— WHAT TO PRODUCE —
Repeat exactly the lines from the line containing "pub struct StringSource" through the last line of the records below, inclusive, and nothing else.

+++ DATASET CONTENT

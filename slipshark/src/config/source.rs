// Copyright 2026 The SlipShark Project
// SPDX-License-Identifier: Apache-2.0

use std::path::PathBuf;

use super::error::ConfigError;

/// Where config YAML comes from.
pub trait ConfigSource {
    fn load(&self) -> Result<String, ConfigError>;

    /// Human-readable origin, used in logs and error messages.
    fn origin(&self) -> String;
}

/// Reads config from a file on disk.
pub struct FileSource {
    pub path: PathBuf,
}

impl ConfigSource for FileSource {
    fn load(&self) -> Result<String, ConfigError> {
        std::fs::read_to_string(&self.path).map_err(|source| ConfigError::Io {
            origin: self.origin(),
            source,
        })
    }

    fn origin(&self) -> String {
        self.path.display().to_string()
    }
}

/// Config content held in memory. Used by tests and embedded defaults.
pub struct StringSource {
    pub content: String,
}

impl ConfigSource for StringSource {
    fn load(&self) -> Result<String, ConfigError> {
        Ok(self.content.clone())
    }

    fn origin(&self) -> String {
        "<inline>".to_string()
    }
}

++++++

— EXERCISE SOLUTION —
pub struct StringSource {
    pub content: String,
}

impl ConfigSource for StringSource {
    fn load(&self) -> Result<String, ConfigError> {
        Ok(self.content.clone())
    }

    fn origin(&self) -> String {
        "<inline>".to_string()
    }
}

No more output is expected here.